Por Redação
9 de janeiro de 2026IPCA sobe 0,33% em dezembro
Com resultado de 4,26%, inflação encerra o ano no limite superior do teto da meta estabelecida pelo Banco Central
A inflação oficial do país desacelerou em dezembro, mas encerrou 2025 no limite superior do teto da meta. O Índice Nacional de Preços ao Consumidor Amplo (IPCA) avançou 0,33% no último mês do ano, após alta de 0,39% em novembro, segundo dados divulgados pelo Instituto Brasileiro de Geografia e Estatística (IBGE). No acumulado de 12 meses, o índice fechou em 4,26%, exatamente no teto da meta estabelecida pelo Conselho Monetário Nacional.
O resultado de dezembro foi influenciado principalmente pelo comportamento dos preços de Alimentação e bebidas, que registraram alta de 0,27%. O grupo voltou a pressionar o índice após meses de alívio, refletindo movimentos distintos entre os itens consumidos dentro e fora do domicílio.
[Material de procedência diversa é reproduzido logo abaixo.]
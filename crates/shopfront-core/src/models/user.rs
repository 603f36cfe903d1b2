//! User domain model.

use std::fmt;
use std::str::FromStr;

use chrono::{DateTime, Utc};
use serde::{Deserialize, Serialize};
use uuid::Uuid;

use crate::models::media::ImageRef;

#[derive(Debug, Clone, Copy, Serialize, Deserialize, PartialEq, Eq, Hash, Default)]
#[serde(rename_all = "lowercase")]
pub enum Role {
    #[default]
    User,
    Admin,
}

impl Role {
    pub fn as_str(&self) -> &'static str {
        match self {
            Role::User => "user",
            Role::Admin => "admin",
        }
    }
}

impl fmt::Display for Role {
    fn fmt(&self, f: &mut fmt::Formatter<'_>) -> fmt::Result {
        f.write_str(self.as_str())
    }
}

impl FromStr for Role {
    type Err = String;

    fn from_str(s: &str) -> Result<Self, Self::Err> {
        match s {
            "user" => Ok(Role::User),
            "admin" => Ok(Role::Admin),
            other => Err(format!("Invalid role: {other}. Allowed roles: user, admin")),
        }
    }
}

/// A registered customer or administrator.
///
/// Secrets (`password_hash`, the stored refresh token and the reset token
/// hash) are never serialized, so a `User` can be returned from the API
/// as-is.
#[derive(Debug, Clone, Serialize, Deserialize)]
#[serde(rename_all = "camelCase")]
pub struct User {
    pub id: Uuid,
    pub full_name: String,
    pub email: String,
    pub phone: Option<String>,
    #[serde(skip_serializing, default)]
    pub password_hash: String,
    pub avatar: Option<ImageRef>,
    pub role: Role,
    #[serde(skip_serializing, default)]
    pub refresh_token: Option<String>,
    #[serde(skip_serializing, default)]
    pub reset_password_token: Option<String>,
    #[serde(skip_serializing, default)]
    pub reset_password_expires_at: Option<DateTime<Utc>>,
    pub created_at: DateTime<Utc>,
    pub updated_at: DateTime<Utc>,
}

#[derive(Debug, Clone, Serialize, Deserialize)]
pub struct CreateUser {
    pub full_name: String,
    pub email: String,
    pub phone: Option<String>,
    /// Raw password (hashed with Argon2id before storage).
    pub password: String,
    pub avatar: Option<ImageRef>,
    pub role: Role,
}

#[derive(Debug, Clone, Serialize, Deserialize, Default)]
pub struct UpdateUser {
    pub full_name: Option<String>,
    pub email: Option<String>,
    pub phone: Option<String>,
    pub avatar: Option<ImageRef>,
    pub role: Option<Role>,
    /// `Some(Some(val))` = set, `Some(None)` = clear, `None` = no change.
    pub refresh_token: Option<Option<String>>,
    pub reset_password_token: Option<Option<String>>,
    pub reset_password_expires_at: Option<Option<DateTime<Utc>>>,
}

impl UpdateUser {
    pub fn is_empty(&self) -> bool {
        self.full_name.is_none()
            && self.email.is_none()
            && self.phone.is_none()
            && self.avatar.is_none()
            && self.role.is_none()
            && self.refresh_token.is_none()
            && self.reset_password_token.is_none()
            && self.reset_password_expires_at.is_none()
    }
}

/// Normalize an email address for storage and lookup.
pub fn normalize_email(email: &str) -> String {
    email.trim().to_lowercase()
}

#[cfg(test)]
mod tests {
    use super::*;

    #[test]
    fn role_round_trips_through_str() {
        assert_eq!("admin".parse::<Role>().unwrap(), Role::Admin);
        assert_eq!(Role::User.as_str(), "user");
        assert!("root".parse::<Role>().is_err());
    }

    #[test]
    fn secrets_are_not_serialized() {
        let now = Utc::now();
        let user = User {
            id: Uuid::new_v4(),
            full_name: "Asha".into(),
            email: "asha@example.com".into(),
            phone: None,
            password_hash: "$argon2id$secret".into(),
            avatar: None,
            role: Role::User,
            refresh_token: Some("refresh".into()),
            reset_password_token: Some("reset".into()),
            reset_password_expires_at: Some(now),
            created_at: now,
            updated_at: now,
        };
        let json = serde_json::to_string(&user).unwrap();
        assert!(!json.contains("argon2id"));
        assert!(!json.contains("refresh"));
        assert!(!json.contains("reset"));
        assert!(json.contains("\"fullName\":\"Asha\""));
    }

    #[test]
    fn email_is_trimmed_and_lowercased() {
        assert_eq!(normalize_email("  Bob@Example.COM "), "bob@example.com");
    }
}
A alimentação no domicílio interrompeu uma sequência de seis meses consecutivos de queda e avançou 0,14% no mês. O movimento foi puxado, sobretudo, pela alta de produtos in natura e proteínas. A cebola subiu 12,01% e a batata-inglesa, 7,65%. As carnes tiveram aumento médio de 1,48%, com destaque para o contrafilé (2,39%), a alcatra (1,99%) e a costela (1,89%). Também pesaram no orçamento as frutas, que subiram 1,26%, impulsionadas principalmente pelo mamão (7,85%) e pela banana-prata (4,32%).
Por outro lado, alguns itens importantes da cesta básica ajudaram a conter uma alta mais intensa. O leite longa vida registrou queda de 6,42%, enquanto o tomate recuou 3,95% e o arroz apresentou redução de 2,04%, amenizando o impacto dos aumentos observados em outros alimentos.
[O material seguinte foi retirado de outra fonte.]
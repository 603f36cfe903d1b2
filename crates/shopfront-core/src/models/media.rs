//! References to stored media (product images, avatars).

use serde::{Deserialize, Serialize};

#[derive(Debug, Clone, Copy, Serialize, Deserialize, PartialEq, Eq, Default)]
#[serde(rename_all = "lowercase")]
pub enum MediaKind {
    #[default]
    Image,
    Video,
}

#[derive(Debug, Clone, Serialize, Deserialize, PartialEq, Eq)]
pub struct ImageRef {
    /// Identifier in the media store, used for deletion.
    pub public_id: String,
    pub url: String,
    #[serde(default)]
    pub kind: MediaKind,
}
Já a alimentação fora do domicílio voltou a acelerar e subiu 0,60% em dezembro, ante 0,46% em novembro. O avanço foi puxado principalmente pelos preços dos lanches, que tiveram alta de 1,50%, enquanto as refeições fora de casa subiram 0,23%. O resultado reflete a continuidade da pressão de custos no setor de serviços, especialmente em bares e restaurantes.
Para o setor varejista, o comportamento do IPCA ao longo de 2025 indica uma evolução dos preços de bens e serviços que deve influenciar tanto a dinâmica de consumo quanto as estratégias de precificação e gestão de margens. A inflação dentro da meta oficial pode contribuir para maior estabilidade nas expectativas de consumidores e empresas, embora ainda persistam pressões em grupos específicos de despesas, especialmente serviços e custos residenciais.
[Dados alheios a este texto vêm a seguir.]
//! Request extractors: authenticated users and rejection-mapped bodies.

use axum::extract::{Form, FromRequest, FromRequestParts, Path, Query, Request};
use axum::http::header::{AUTHORIZATION, CONTENT_TYPE};
use axum::http::request::Parts;
use axum_extra::extract::CookieJar;
use serde::Deserialize;
use serde::de::DeserializeOwned;
use shopfront_auth::authorize;
use shopfront_core::error::ShopError;
use shopfront_core::models::user::{Role, User};
use shopfront_core::repository::{DEFAULT_PAGE_SIZE, Pagination};

use crate::error::ApiError;
use crate::state::AppState;

pub const ACCESS_COOKIE: &str = "accessToken";
pub const REFRESH_COOKIE: &str = "refreshToken";

/// JSON body whose rejections use the error envelope.
#[derive(Debug, FromRequest)]
#[from_request(via(axum::Json), rejection(ApiError))]
pub struct ApiJson<T>(pub T);

#[derive(Debug, FromRequestParts)]
#[from_request(via(Query), rejection(ApiError))]
pub struct ApiQuery<T>(pub T);

#[derive(Debug, FromRequestParts)]
#[from_request(via(Path), rejection(ApiError))]
pub struct ApiPath<T>(pub T);

/// Body accepted as either JSON or `application/x-www-form-urlencoded`.
pub struct JsonOrForm<T>(pub T);

impl<S, T> FromRequest<S> for JsonOrForm<T>
where
    S: Send + Sync,
    T: DeserializeOwned,
{
    type Rejection = ApiError;

    async fn from_request(req: Request, state: &S) -> Result<Self, Self::Rejection> {
        let is_form = req
            .headers()
            .get(CONTENT_TYPE)
            .and_then(|v| v.to_str().ok())
            .is_some_and(|ct| ct.starts_with("application/x-www-form-urlencoded"));

        if is_form {
            let Form(value) = Form::<T>::from_request(req, state).await?;
            Ok(Self(value))
        } else {
            let axum::Json(value) = axum::Json::<T>::from_request(req, state).await?;
            Ok(Self(value))
        }
    }
}

/// `?page=&limit=` with 1-based pages.
#[derive(Debug, Default, Deserialize)]
pub struct PageQuery {
    pub page: Option<u64>,
    pub limit: Option<u64>,
}

impl PageQuery {
    pub fn pagination(&self, default_limit: u64) -> Pagination {
        Pagination::page(self.page.unwrap_or(1), self.limit.unwrap_or(default_limit))
    }

    pub fn default_pagination(&self) -> Pagination {
        self.pagination(DEFAULT_PAGE_SIZE)
    }
}

/// The access token from the `accessToken` cookie, falling back to an
/// `Authorization: Bearer` header.
fn access_token(parts: &Parts, jar: &CookieJar) -> Option<String> {
    if let Some(cookie) = jar.get(ACCESS_COOKIE) {
        if !cookie.value().is_empty() {
            return Some(cookie.value().to_string());
        }
    }
    parts
        .headers
        .get(AUTHORIZATION)
        .and_then(|v| v.to_str().ok())
        .and_then(|v| v.strip_prefix("Bearer "))
        .map(|t| t.trim().to_string())
        .filter(|t| !t.is_empty())
}

/// The signed-in user.
#[derive(Debug, Clone)]
pub struct CurrentUser(pub User);

impl FromRequestParts<AppState> for CurrentUser {
    type Rejection = ApiError;

    async fn from_request_parts(parts: &mut Parts, state: &AppState) -> Result<Self, Self::Rejection> {
        let jar = CookieJar::from_headers(&parts.headers);
        let token = access_token(parts, &jar).ok_or_else(|| {
            ApiError::unauthorized("User not authorized, Please login to access resource")
        })?;
        let user = state.auth.authenticate(&token).await?;
        Ok(Self(user))
    }
}

/// A signed-in administrator.
#[derive(Debug, Clone)]
pub struct AdminUser(pub User);

impl FromRequestParts<AppState> for AdminUser {
    type Rejection = ApiError;

    async fn from_request_parts(parts: &mut Parts, state: &AppState) -> Result<Self, Self::Rejection> {
        let CurrentUser(user) = CurrentUser::from_request_parts(parts, state).await?;
        authorize(&user, &[Role::Admin]).map_err(ShopError::from)?;
        Ok(Self(user))
    }
}

#[cfg(test)]
mod tests {
    use axum::http::Request as HttpRequest;

    use super::*;

    fn parts(headers: &[(&str, &str)]) -> Parts {
        let mut builder = HttpRequest::builder().uri("/");
        for (name, value) in headers {
            builder = builder.header(*name, *value);
        }
        builder.body(()).unwrap().into_parts().0
    }

    #[test]
    fn cookie_wins_over_header() {
        let p = parts(&[
            ("cookie", "accessToken=from-cookie"),
            ("authorization", "Bearer from-header"),
        ]);
        let jar = CookieJar::from_headers(&p.headers);
        assert_eq!(access_token(&p, &jar).as_deref(), Some("from-cookie"));
    }

    #[test]
    fn bearer_header_is_fallback() {
        let p = parts(&[("authorization", "Bearer abc.def")]);
        let jar = CookieJar::from_headers(&p.headers);
        assert_eq!(access_token(&p, &jar).as_deref(), Some("abc.def"));

        let p = parts(&[("authorization", "Basic dXNlcjpwYXNz")]);
        let jar = CookieJar::from_headers(&p.headers);
        assert!(access_token(&p, &jar).is_none());
    }

    #[test]
    fn page_query_defaults() {
        let query = PageQuery::default();
        assert_eq!(query.pagination(5), Pagination::page(1, 5));
        let query = PageQuery {
            page: Some(3),
            limit: Some(2),
        };
        assert_eq!(query.default_pagination().offset, 4);
    }
}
Especialistas avaliam que o resultado de 2025, combinado com fatores como a recente redução nos preços dos combustíveis e a política monetária restritiva, tende a influenciar as decisões de consumo e investimento ao longo de 2026. Economistas veem o fechamento do ano dentro da meta como um avanço relevante, que pode abrir espaço para cortes graduais nos juros, a depender da evolução do cenário econômico doméstico e internacional.